At the time, Llanos was pastor of St. Lucy Parish in Long Beach. Griffith kept her discovery to herself at first, but a few weeks later, while her husband was away on business, she approached her son. "We were driving in the car and I told him what I had found and asked if anything of a sexual nature had ever happened between him and Father Ted," she recalls. "To my shock, he very calmly answered, "Yes.'"
His mother's inquiry helped relieve Scott Griffith, now 29, of a terrible burden. Llanos had secretly abused him for four years, starting at age 13. Although no one knew it at the time, the popular priest had molested at least 25 other young men in five parishes scattered across greater Los Angeles during more than two decades. The Griffiths were doubly betrayed. Not only was Llanos their priest, but he was a trusted family friend and confidante, and a regular guest at their home in the Bixby Knolls area of Long Beach.
Barely five-feet five-inches, goateed and with a thinning hairline, Father Ted "drew young people to him like bees to honey. Young people thought the world of him," says Jim Falls, who, along with his younger brother, Michael, was abused by Llanos as a teenager during the priest's stint in a Covina parish. In fact, Scott Griffith's staunchly Catholic paternal grandmother thought so highly of Llanos that she gave him a cherished family heirloom -- the chalice, used to hold sacramental wine, that had belonged to her deceased brother, also a priest.
The Griffiths left it to their son to decide what to do after his startling revelation. "After thinking carefully about it, he came to me in the kitchen one morning and said, "Mom, for the sake of other kids out there, we have to do something about this,'" Sue Griffith says. On September 16, 1994 -- a Friday afternoon -- while his unsuspecting grandparents were entertaining Father Ted over lunch, Scott Griffith drove to the chancery office near downtown L.A. alone. There, he met with two of Mahony's most trusted aides, Monsignor Timothy J. Dyer, then vicar of clergy, and Father Terrence Richey, revealing to them what Llanos had done to him. The next day, Llanos was summoned to the chancery office. He not only confessed to abusing Griffith, but gave chancery officials a list of 10 of his victims.

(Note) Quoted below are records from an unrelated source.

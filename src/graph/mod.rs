// SPDX-License-Identifier: MIT

//! Resource dependency graph
//!
//! Builds the static graph of which resources read which others and turns
//! it into an execution order for a target.

mod resolver;

pub use resolver::{resolve_order, DependencyGraph};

Mahony moved swiftly to relieve Llanos of his parish duties (what else could he do under the circumstances?), but the Griffiths and the families of other Llanos victims would soon be disillusioned. The following Monday, Dyer and Richey went to Paul Griffith's office in Century City to discuss the matter involving his son. "Right away, I could see that it was all about damage control on their part," recalls the glass-company executive, referring to the visit. He says the Mahony emissaries told him that Llanos would be removed from the parish before the next Sunday's mass and sent away for psychological treatment, and that the archdiocese was willing to provide therapy for his son and other family members.
But beyond that, how the archdiocese proposed to handle the matter disturbed Griffith.

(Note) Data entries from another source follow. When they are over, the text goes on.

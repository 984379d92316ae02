//! Forward-mode automatic differentiation.
//!
//! A `JvpTracer` pairs a primal with its tangent; each primitive's rule
//! computes both outputs from both inputs. Tangents of non-differentiable
//! outputs (comparisons, random bits) are zeros.

use std::cell::RefCell;
use std::rc::Rc;

use gradfuse_ir::Scalar;

use crate::aval::ShapedArray;
use crate::error::{CoreError, CoreResult};
use crate::ops;
use crate::primitives::Primitive;
use crate::trace::{bind1, full_raise, new_main, MainTrace, TraceKind};
use crate::tree::{flatten, unflatten, Tree};
use crate::value::Value;

/// Forward-mode tracer: `(primal, tangent)` with identical avals.
#[derive(Debug)]
pub struct JvpTracer {
    pub(crate) level: usize,
    pub(crate) primal: Value,
    pub(crate) tangent: Value,
}

impl JvpTracer {
    pub fn aval(&self) -> ShapedArray {
        self.primal.aval()
    }
}

fn tracer(level: usize, primal: Value, tangent: Value) -> Value {
    Value::Jvp(Rc::new(JvpTracer {
        level,
        primal,
        tangent,
    }))
}

/// Lift a lower-level value: its tangent is zero.
pub(crate) fn lift(level: usize, value: &Value) -> CoreResult<Value> {
    let tangent = ops::zeros_like(value)?;
    Ok(tracer(level, value.clone(), tangent))
}

fn unpack(level: usize, args: &[Value]) -> CoreResult<(Vec<Value>, Vec<Value>)> {
    let mut primals = Vec::with_capacity(args.len());
    let mut tangents = Vec::with_capacity(args.len());
    for arg in args {
        match arg {
            Value::Jvp(t) if t.level == level => {
                primals.push(t.primal.clone());
                tangents.push(t.tangent.clone());
            }
            _ => {
                return Err(CoreError::Internal(
                    "jvp rule applied to a non-jvp tracer".into(),
                ))
            }
        }
    }
    Ok((primals, tangents))
}

/// The JVP rule table.
pub(crate) fn process(level: usize, prim: &Primitive, args: &[Value]) -> CoreResult<Vec<Value>> {
    let (p, t) = unpack(level, args)?;
    let two = Value::Lit(Scalar::F32(2.0));
    let (primal_out, tangent_out) = match prim {
        Primitive::Add => (ops::add(&p[0], &p[1])?, ops::add(&t[0], &t[1])?),
        Primitive::Mul => {
            let po = ops::mul(&p[0], &p[1])?;
            let to = ops::add(&ops::mul(&t[0], &p[1])?, &ops::mul(&p[0], &t[1])?)?;
            (po, to)
        }
        Primitive::Neg => (ops::neg(&p[0])?, ops::neg(&t[0])?),
        Primitive::Sin => (ops::sin(&p[0])?, ops::mul(&ops::cos(&p[0])?, &t[0])?),
        Primitive::Cos => {
            let po = ops::cos(&p[0])?;
            let to = ops::neg(&ops::mul(&ops::sin(&p[0])?, &t[0])?)?;
            (po, to)
        }
        Primitive::Exp => {
            let po = ops::exp(&p[0])?;
            let to = ops::mul(&po, &t[0])?;
            (po, to)
        }
        Primitive::Log => (ops::log(&p[0])?, ops::div(&t[0], &p[0])?),
        Primitive::Sqrt => {
            let po = ops::sqrt(&p[0])?;
            let to = ops::div(&t[0], &ops::mul(&po, &two)?)?;
            (po, to)
        }
        Primitive::Reciprocal => {
            // d(1/x) = -t / x^2 = -t * (1/x)^2
            let po = ops::reciprocal(&p[0])?;
            let to = ops::neg(&ops::mul(&t[0], &ops::mul(&po, &po)?)?)?;
            (po, to)
        }
        Primitive::ReduceSum { .. }
        | Primitive::Transpose { .. }
        | Primitive::Broadcast { .. }
        | Primitive::Reshape { .. }
        | Primitive::Flip { .. } => {
            // structural/linear ops apply identically to the tangent
            let po = bind1(prim.clone(), &[p[0].clone()])?;
            let to = bind1(prim.clone(), &[t[0].clone()])?;
            (po, to)
        }
        Primitive::Compare { .. } => {
            let po = bind1(prim.clone(), &p)?;
            let to = ops::zeros_like(&po)?;
            (po, to)
        }
        Primitive::Where => {
            let po = ops::where_(&p[0], &p[1], &p[2])?;
            let to = ops::where_(&p[0], &t[1], &t[2])?;
            (po, to)
        }
        Primitive::RandomBits { .. } => {
            let po = bind1(prim.clone(), &[p[0].clone()])?;
            let to = ops::zeros_like(&po)?;
            (po, to)
        }
        Primitive::JitCall { jaxpr, .. } => {
            let (pos, tos) = jvp_flat(|vals| jaxpr.eval(vals), &p, &t)?;
            return Ok(pos
                .into_iter()
                .zip(tos)
                .map(|(po, to)| tracer(level, po, to))
                .collect());
        }
    };
    Ok(vec![tracer(level, primal_out, tangent_out)])
}

/// Forward-mode transform over flat value lists.
pub fn jvp_flat<F>(
    f: F,
    primals: &[Value],
    tangents: &[Value],
) -> CoreResult<(Vec<Value>, Vec<Value>)>
where
    F: FnOnce(&[Value]) -> CoreResult<Vec<Value>>,
{
    if primals.len() != tangents.len() {
        return Err(CoreError::TreeMismatch(format!(
            "{} primals against {} tangents",
            primals.len(),
            tangents.len()
        )));
    }
    for (p, t) in primals.iter().zip(tangents) {
        if p.aval() != t.aval() {
            return Err(CoreError::Type(format!(
                "tangent {} does not match primal {}",
                t.aval(),
                p.aval()
            )));
        }
    }
    let frame = new_main(TraceKind::Jvp);
    let level = frame.level();
    let tracers: Vec<Value> = primals
        .iter()
        .zip(tangents)
        .map(|(p, t)| tracer(level, p.clone(), t.clone()))
        .collect();
    let outs = f(&tracers)?;
    let top = MainTrace {
        level,
        kind: TraceKind::Jvp,
    };
    let mut primals_out = Vec::with_capacity(outs.len());
    let mut tangents_out = Vec::with_capacity(outs.len());
    for out in outs {
        match full_raise(top, &out)? {
            Value::Jvp(t) => {
                primals_out.push(t.primal.clone());
                tangents_out.push(t.tangent.clone());
            }
            _ => {
                return Err(CoreError::Internal(
                    "jvp output did not raise to a jvp tracer".into(),
                ))
            }
        }
    }
    Ok((primals_out, tangents_out))
}

/// Forward-mode transform over trees of values. The primal and tangent
/// trees must share a structure; so do the outputs.
pub fn jvp<F>(f: F, primals: &Tree, tangents: &Tree) -> CoreResult<(Tree, Tree)>
where
    F: Fn(&Tree) -> CoreResult<Tree>,
{
    let (primal_leaves, primal_def) = flatten(primals);
    let (tangent_leaves, tangent_def) = flatten(tangents);
    if primal_def != tangent_def {
        return Err(CoreError::TreeMismatch(
            "primal and tangent trees differ in structure".into(),
        ));
    }
    let out_def: RefCell<Option<crate::tree::TreeDef>> = RefCell::new(None);
    let (pos, tos) = jvp_flat(
        |vals| {
            let tree = unflatten(&primal_def, vals.to_vec())?;
            let out = f(&tree)?;
            let (leaves, def) = flatten(&out);
            *out_def.borrow_mut() = Some(def);
            Ok(leaves)
        },
        &primal_leaves,
        &tangent_leaves,
    )?;
    let def = out_def
        .into_inner()
        .ok_or_else(|| CoreError::Internal("jvp output structure not captured".into()))?;
    Ok((unflatten(&def, pos)?, unflatten(&def, tos)?))
}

Although Dyer, acting on Mahony's behalf, was clearly committing the archdiocese to pay for therapy, Griffith says the vicar explained that the funds would technically come from Llanos. The archdiocese wanted to create a degree of separation for itself in assuming financial responsibility emanating from the priest's misconduct. Engaging in the charade of letting the priest pay for counseling would afford the archdiocese deniability, allowing Mahony and others to say, should the need arise, that the archdiocese had not paid damages as a consequence of Scott Griffith's allegations. That was no small consideration in the event (as, indeed, later happened) more of Llanos' victims came forward. (Child-protection advocates and plaintiffs attorneys say that such squishy financial maneuvers are commonly used by dioceses across the country in secretly settling cases to avoid trials.) In explaining how the arrangement was to work, Griffith says Dyer told him that the archdiocese would extend a "loan" to Llanos, the proceeds from which would be used to pay for the Griffiths' counseling, and that the archdiocese would then forgive the "loan."

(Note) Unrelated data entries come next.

//! Eager (eval-trace) operation semantics: kernels over concrete
//! arrays, zero-copy views, broadcasting, and the scalar fast path.

use gradfuse::{ops, Array, DType, Scalar, Value};

fn array(values: &[f32], shape: &[usize]) -> Value {
    Value::from(Array::from_f32(values, shape).unwrap())
}

#[test]
fn test_scalar_arithmetic_folds_on_host() {
    let out = ops::add(&Value::from(2.0f32), &Value::from(3.0f32)).unwrap();
    assert!(matches!(out, Value::Lit(Scalar::F32(v)) if v == 5.0));
}

#[test]
fn test_elementwise_add_and_mul() {
    let x = array(&[1.0, 2.0, 3.0], &[3]);
    let y = array(&[10.0, 20.0, 30.0], &[3]);
    let sum = ops::add(&x, &y).unwrap();
    assert_eq!(sum.to_f32_vec().unwrap(), vec![11.0, 22.0, 33.0]);
    let product = ops::mul(&x, &y).unwrap();
    assert_eq!(product.to_f32_vec().unwrap(), vec![10.0, 40.0, 90.0]);
}

#[test]
fn test_scalar_broadcasts_into_kernel() {
    let x = array(&[1.0, 2.0, 3.0], &[3]);
    let shifted = ops::add(&x, &Value::from(0.5f32)).unwrap();
    assert_eq!(shifted.to_f32_vec().unwrap(), vec![1.5, 2.5, 3.5]);
}

#[test]
fn test_row_broadcast() {
    // [2,3] + [3] broadcasts the row
    let x = array(&[1.0, 2.0, 3.0, 4.0, 5.0, 6.0], &[2, 3]);
    let row = array(&[10.0, 20.0, 30.0], &[3]);
    let out = ops::add(&x, &row).unwrap();
    assert_eq!(
        out.to_f32_vec().unwrap(),
        vec![11.0, 22.0, 33.0, 14.0, 25.0, 36.0]
    );
}

#[test]
fn test_incompatible_broadcast_is_type_error() {
    let x = array(&[1.0, 2.0], &[2]);
    let y = array(&[1.0, 2.0, 3.0], &[3]);
    assert!(ops::add(&x, &y).is_err());
}

#[test]
fn test_sub_and_div_compose() {
    let x = array(&[4.0, 9.0], &[2]);
    let y = array(&[1.0, 3.0], &[2]);
    assert_eq!(ops::sub(&x, &y).unwrap().to_f32_vec().unwrap(), vec![3.0, 6.0]);
    assert_eq!(ops::div(&x, &y).unwrap().to_f32_vec().unwrap(), vec![4.0, 3.0]);
}

#[test]
fn test_unary_kernels() {
    let x = array(&[0.0, 1.0], &[2]);
    let s = ops::sin(&x).unwrap().to_f32_vec().unwrap();
    assert!((s[0] - 0.0).abs() < 1e-6);
    assert!((s[1] - 1.0f32.sin()).abs() < 1e-6);
    let e = ops::exp(&x).unwrap().to_f32_vec().unwrap();
    assert!((e[1] - std::f32::consts::E).abs() < 1e-5);
}

#[test]
fn test_reduce_sum_axes() {
    let x = array(&[1.0, 2.0, 3.0, 4.0, 5.0, 6.0], &[2, 3]);
    let rows = ops::reduce_sum(&x, &[1]).unwrap();
    assert_eq!(rows.to_f32_vec().unwrap(), vec![6.0, 15.0]);
    let cols = ops::reduce_sum(&x, &[0]).unwrap();
    assert_eq!(cols.to_f32_vec().unwrap(), vec![5.0, 7.0, 9.0]);
    let all = ops::reduce_sum(&x, &[0, 1]).unwrap();
    assert_eq!(all.to_f32_vec().unwrap(), vec![21.0]);
}

#[test]
fn test_transpose_is_zero_copy_view() {
    let x = array(&[1.0, 2.0, 3.0, 4.0, 5.0, 6.0], &[2, 3]);
    let t = ops::transpose(&x, &[1, 0]).unwrap();
    assert_eq!(t.shape(), vec![3, 2]);
    assert_eq!(
        t.to_f32_vec().unwrap(),
        vec![1.0, 4.0, 2.0, 5.0, 3.0, 6.0]
    );
    // kernels read views correctly too
    let doubled = ops::add(&t, &t).unwrap();
    assert_eq!(
        doubled.to_f32_vec().unwrap(),
        vec![2.0, 8.0, 4.0, 10.0, 6.0, 12.0]
    );
}

#[test]
fn test_reshape_and_flip() {
    let x = array(&[1.0, 2.0, 3.0, 4.0], &[4]);
    let grid = ops::reshape(&x, &[2, 2]).unwrap();
    assert_eq!(grid.shape(), vec![2, 2]);
    let flipped = ops::flip(&x, &[0]).unwrap();
    assert_eq!(flipped.to_f32_vec().unwrap(), vec![4.0, 3.0, 2.0, 1.0]);
}

#[test]
fn test_moveaxis() {
    let x = array(&(0..24).map(|i| i as f32).collect::<Vec<_>>(), &[2, 3, 4]);
    let moved = ops::moveaxis(&x, 2, 0).unwrap();
    assert_eq!(moved.shape(), vec![4, 2, 3]);
    // element [i,j,k] of the moved array is [j,k,i] of the original
    let v = moved.to_f32_vec().unwrap();
    assert_eq!(v[0], 0.0);
    assert_eq!(v[1], 4.0);
}

#[test]
fn test_compare_and_where() {
    let x = array(&[1.0, 5.0, 3.0], &[3]);
    let y = array(&[4.0, 2.0, 3.0], &[3]);
    let lt = ops::cmp_lt(&x, &y).unwrap();
    assert_eq!(lt.dtype(), DType::Bool);
    let picked = ops::where_(&lt, &x, &y).unwrap();
    assert_eq!(picked.to_f32_vec().unwrap(), vec![1.0, 2.0, 3.0]);

    let eq = ops::cmp_eq(&x, &y).unwrap();
    let only_equal = ops::where_(&eq, &x, &ops::zeros_like(&x).unwrap()).unwrap();
    assert_eq!(only_equal.to_f32_vec().unwrap(), vec![0.0, 0.0, 3.0]);
}

#[test]
fn test_zeros_and_ones_like() {
    let x = array(&[1.0, 2.0], &[2]);
    assert_eq!(
        ops::zeros_like(&x).unwrap().to_f32_vec().unwrap(),
        vec![0.0, 0.0]
    );
    assert_eq!(
        ops::ones_like(&x).unwrap().to_f32_vec().unwrap(),
        vec![1.0, 1.0]
    );
}

#[test]
fn test_chained_views_then_kernel() {
    // transpose then flip then an elementwise kernel over the composed view
    let x = array(&[1.0, 2.0, 3.0, 4.0], &[2, 2]);
    let t = ops::transpose(&x, &[1, 0]).unwrap();
    let tf = ops::flip(&t, &[0]).unwrap();
    let out = ops::mul(&tf, &Value::from(10.0f32)).unwrap();
    // transpose: [[1,3],[2,4]]; flip axis 0: [[2,4],[1,3]]
    assert_eq!(out.to_f32_vec().unwrap(), vec![20.0, 40.0, 10.0, 30.0]);
}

In essence, it was pure farce.
More disturbing, the cardinal's representatives insisted on covering up what had happened, he says. "They stressed that they didn't want the district attorney involved. And the last thing in the world they wanted was for the press to get hold of the story." Griffith, who had already accepted his son's decision to step forward for the sake of helping other possible victims, and who was proud of him for doing so, says the vicar's suggestions left him both amazed and saddened. Although clergy were not at the time required by law to report sex-abuse cases to the authorities (the law would be changed in 1996 mandating that they do so), Griffith felt that, of all people, the cardinal's representatives should have felt morally and ethically bound to turn over Llanos to the police.
The clincher was in how the archdiocese proposed to explain Llanos' departure to St. Lucy parishioners. "They wanted to announce to the parish that he had resigned due to administrative stress," Griffith says. "I told them that would be a lie. It would leave a lot of families, whose sons could have also been victimized by Llanos, hanging. I mean how could they do that? It was unconscionable. Scott didn't want that. The whole reason for his coming forward was to help others. I told them it would never fly; that we would never go along with it."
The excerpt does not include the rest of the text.